What does a RateView result tell you?
Every RateView result includes several key pieces of information to guide your decisions:
- Rate quality: Is the data recent and specific? A rate based on zip-to-market with a narrow timeframe is highly reliable.
- Price range: This shows the middle 50% of reported rates. While some loads pay above or below this range due to factors like urgency or specialized equipment, it gives a solid benchmark.
- Average rate: The average reflects what most loads are actually being paid. This is your most important reference point during negotiations.
For example, if you see a 7-day average spot rate for a lane at $2.12/mile with a range of $1.97–$2.27/mile, you know that half of the reported rates fall within that range, and extreme outliers aren’t included. This can inform your strategy based on your specific circumstances.
Using rates in negotiations
- Ask the right questions: Before negotiating with a broker, find out:
- What timeframe and geography they are referencing (3-day or 7-day averages? Zip-to-market or broader region?).
- Do their rates include fuel, or is it linehaul only?
- Compare apples to apples: Ensure the data you’re using matches the timeframe, geography, and rate inclusions (e.g., linehaul vs. linehaul) the broker is referencing. Spot-check the reported range to see how competitive the broker’s offer is.
- Leverage rate quality: If RateView shows a strong sample size and a narrow price range for the lane, use this as leverage to back your negotiation. A narrow range signals that the market agrees on a fair rate.
- Consider market variability: A wide price range suggests variability in rates, which may offer room for negotiation. Review the load’s characteristics (e.g., lead time, equipment requirements) to determine if a premium is warranted.

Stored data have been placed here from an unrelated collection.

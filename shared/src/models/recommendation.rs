//! Planting recommendation models

use serde::{Deserialize, Serialize};

use crate::types::Month;

/// Planting suitability recommendation for a crop/soil/yield request
#[derive(Debug, Clone, Serialize, Deserialize, PartialEq)]
#[serde(rename_all = "camelCase")]
pub struct Recommendation {
    /// Months in which the crop can be planted, in calendar order
    pub best_time: Vec<Month>,
    /// Suitability score, 0-100
    pub confidence: u8,
    /// Expected yield in the same unit as the desired yield
    pub expected_yield: f64,
    pub recommendations: Vec<String>,
    pub factors: ScoringFactors,
}

/// Intermediate factors the suitability score is built from
#[derive(Debug, Clone, Copy, Serialize, Deserialize, PartialEq)]
#[serde(rename_all = "camelCase")]
pub struct ScoringFactors {
    /// 1.0 when the soil is in the crop's preference list, else 0.8
    pub soil_suitability: f64,
    /// 1.0 for a planting window wider than three months, else 0.9
    pub seasonal_yield_factor: f64,
    pub suitable_month_count: usize,
}
//! Crop Advisor Platform - Backend Server
//!
//! Serves planting recommendations and leaf disease classification for
//! smallholder farmers.

use std::net::SocketAddr;

use crop_advisor_backend::{create_app, AppState, Config};
use tracing_subscriber::{layer::SubscriberExt, util::SubscriberInitExt};

#[tokio::main]
async fn main() -> anyhow::Result<()> {
    // Initialize tracing
    tracing_subscriber::registry()
        .with(
            tracing_subscriber::EnvFilter::try_from_default_env().unwrap_or_else(|_| {
                "crop_advisor_server=debug,crop_advisor_backend=debug,tower_http=debug".into()
            }),
        )
        .with(tracing_subscriber::fmt::layer())
        .init();

    // Load configuration
    dotenvy::dotenv().ok();
    let config = Config::load()?;

    tracing::info!("Starting Crop Advisor Server");
    tracing::info!("Environment: {}", config.environment);
    tracing::info!("Model source: {}", config.model.source);

    let addr: SocketAddr = format!("{}:{}", config.server.host, config.server.port).parse()?;
    let preload = config.model.preload;

    // Create application state
    let state = AppState::from_config(config)?;

    if preload {
        let classifier = state.classifier.clone();
        tokio::spawn(async move {
            if let Err(e) = classifier.ready().await {
                tracing::warn!("Model preload failed, will retry on first request: {}", e);
            }
        });
    } else {
        tracing::info!("Model will be loaded on first classification request");
    }

    // Build application
    let app = create_app(state);

    // Start server
    tracing::info!("Listening on {}", addr);

    let listener = tokio::net::TcpListener::bind(addr).await?;
    axum::serve(listener, app).await?;

    Ok(())
}
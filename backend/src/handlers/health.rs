//! Health check handlers

use axum::{extract::State, Json};
use serde::Serialize;

use crate::classifier::LoadState;
use crate::AppState;

#[derive(Serialize)]
pub struct HealthResponse {
    pub status: String,
    pub version: String,
    pub model: LoadState,
}

/// Health check endpoint handler
pub async fn health_check(State(state): State<AppState>) -> Json<HealthResponse> {
    Json(HealthResponse {
        status: "healthy".to_string(),
        version: env!("CARGO_PKG_VERSION").to_string(),
        model: state.classifier.state(),
    })
}
//! Leaf disease classification models

use serde::{Deserialize, Serialize};

use crate::error::LookupError;

/// Disease classes the leaf classifier can detect.
///
/// The order of [`DiseaseClass::ALL`] matches the order of the model's
/// output probabilities.
#[derive(Debug, Clone, Copy, Serialize, Deserialize, PartialEq, Eq, PartialOrd, Ord, Hash)]
#[serde(rename_all = "snake_case")]
pub enum DiseaseClass {
    TomatoLateBlight,
    RiceBlast,
    WheatRust,
}

impl DiseaseClass {
    /// All classes, index-aligned with the model output
    pub const ALL: [DiseaseClass; 3] = [
        DiseaseClass::TomatoLateBlight,
        DiseaseClass::RiceBlast,
        DiseaseClass::WheatRust,
    ];

    /// Number of classes in the taxonomy
    pub const COUNT: usize = Self::ALL.len();

    /// Snake-case class id as used on the wire
    pub fn id(&self) -> &'static str {
        match self {
            DiseaseClass::TomatoLateBlight => "tomato_late_blight",
            DiseaseClass::RiceBlast => "rice_blast",
            DiseaseClass::WheatRust => "wheat_rust",
        }
    }

    /// Class at the given model output index
    pub fn from_index(index: usize) -> Option<DiseaseClass> {
        Self::ALL.get(index).copied()
    }

    /// Human-readable name, e.g. "Tomato Late Blight"
    pub fn display_name(&self) -> String {
        display_name_from_id(self.id())
    }
}

impl std::str::FromStr for DiseaseClass {
    type Err = LookupError;

    fn from_str(s: &str) -> Result<Self, Self::Err> {
        Self::ALL
            .iter()
            .find(|c| c.id() == s)
            .copied()
            .ok_or_else(|| LookupError::UnknownDisease(s.to_string()))
    }
}

impl std::fmt::Display for DiseaseClass {
    fn fmt(&self, f: &mut std::fmt::Formatter<'_>) -> std::fmt::Result {
        f.write_str(self.id())
    }
}

/// Turn a snake_case id into a title-cased name: underscores become spaces
/// and the first letter of every word is upper-cased.
pub fn display_name_from_id(id: &str) -> String {
    id.split('_')
        .map(|word| {
            let mut chars = word.chars();
            match chars.next() {
                Some(first) => first.to_uppercase().chain(chars).collect(),
                None => String::new(),
            }
        })
        .collect::<Vec<String>>()
        .join(" ")
}

/// Human-readable details for a detected disease
#[derive(Debug, Clone, Serialize, Deserialize, PartialEq, Eq)]
pub struct DiseaseDetails {
    pub name: String,
    pub symptoms: Vec<String>,
    pub treatment: Vec<String>,
    pub prevention: Vec<String>,
}

/// Result of classifying a leaf photograph
#[derive(Debug, Clone, Serialize, Deserialize, PartialEq, Eq)]
pub struct ClassificationReport {
    pub disease: DiseaseClass,
    /// Probability of the detected class as a percentage, 0-100
    pub confidence: u8,
    pub details: DiseaseDetails,
}

#[cfg(test)]
mod tests {
    use super::*;

    #[test]
    fn display_name_title_cases_each_word() {
        assert_eq!(display_name_from_id("tomato_late_blight"), "Tomato Late Blight");
        assert_eq!(display_name_from_id("rice_blast"), "Rice Blast");
        assert_eq!(display_name_from_id("wheat_rust"), "Wheat Rust");
    }

    #[test]
    fn display_name_keeps_rest_of_word() {
        assert_eq!(display_name_from_id("xYz_abc"), "XYz Abc");
    }

    #[test]
    fn class_index_alignment() {
        assert_eq!(DiseaseClass::from_index(0), Some(DiseaseClass::TomatoLateBlight));
        assert_eq!(DiseaseClass::from_index(1), Some(DiseaseClass::RiceBlast));
        assert_eq!(DiseaseClass::from_index(2), Some(DiseaseClass::WheatRust));
        assert_eq!(DiseaseClass::from_index(3), None);
    }

    #[test]
    fn parse_class_id() {
        assert_eq!("rice_blast".parse::<DiseaseClass>(), Ok(DiseaseClass::RiceBlast));
        assert_eq!(
            "leaf_curl".parse::<DiseaseClass>(),
            Err(LookupError::UnknownDisease("leaf_curl".to_string()))
        );
    }

    #[test]
    fn class_serializes_as_id() {
        let json = serde_json::to_string(&DiseaseClass::TomatoLateBlight).unwrap();
        assert_eq!(json, "\"tomato_late_blight\"");
    }
}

- Use spot and contract rates wisely: Spot rates are ideal benchmarks for short-term negotiations, while contract rates can help you understand broader, longer-term trends.
- Be realistic: The rates are a benchmark, not a guarantee. If a broker offers below the average, explore why. It might reflect less favorable market conditions, which can still inform how you counteroffer.
Rates aren’t set in stone, they’re a tool to empower you with market insights. By understanding how RateView works and using its benchmarks strategically, you can approach negotiations with confidence and clarity. Take the time to review rate quality, compare price ranges, and understand what’s driving the numbers. These steps can make a world of difference in ensuring you get paid what you deserve on every haul.
When you’re informed, you control the conversation. And with tools like RateView, you’ll always have the data to back up your decisions.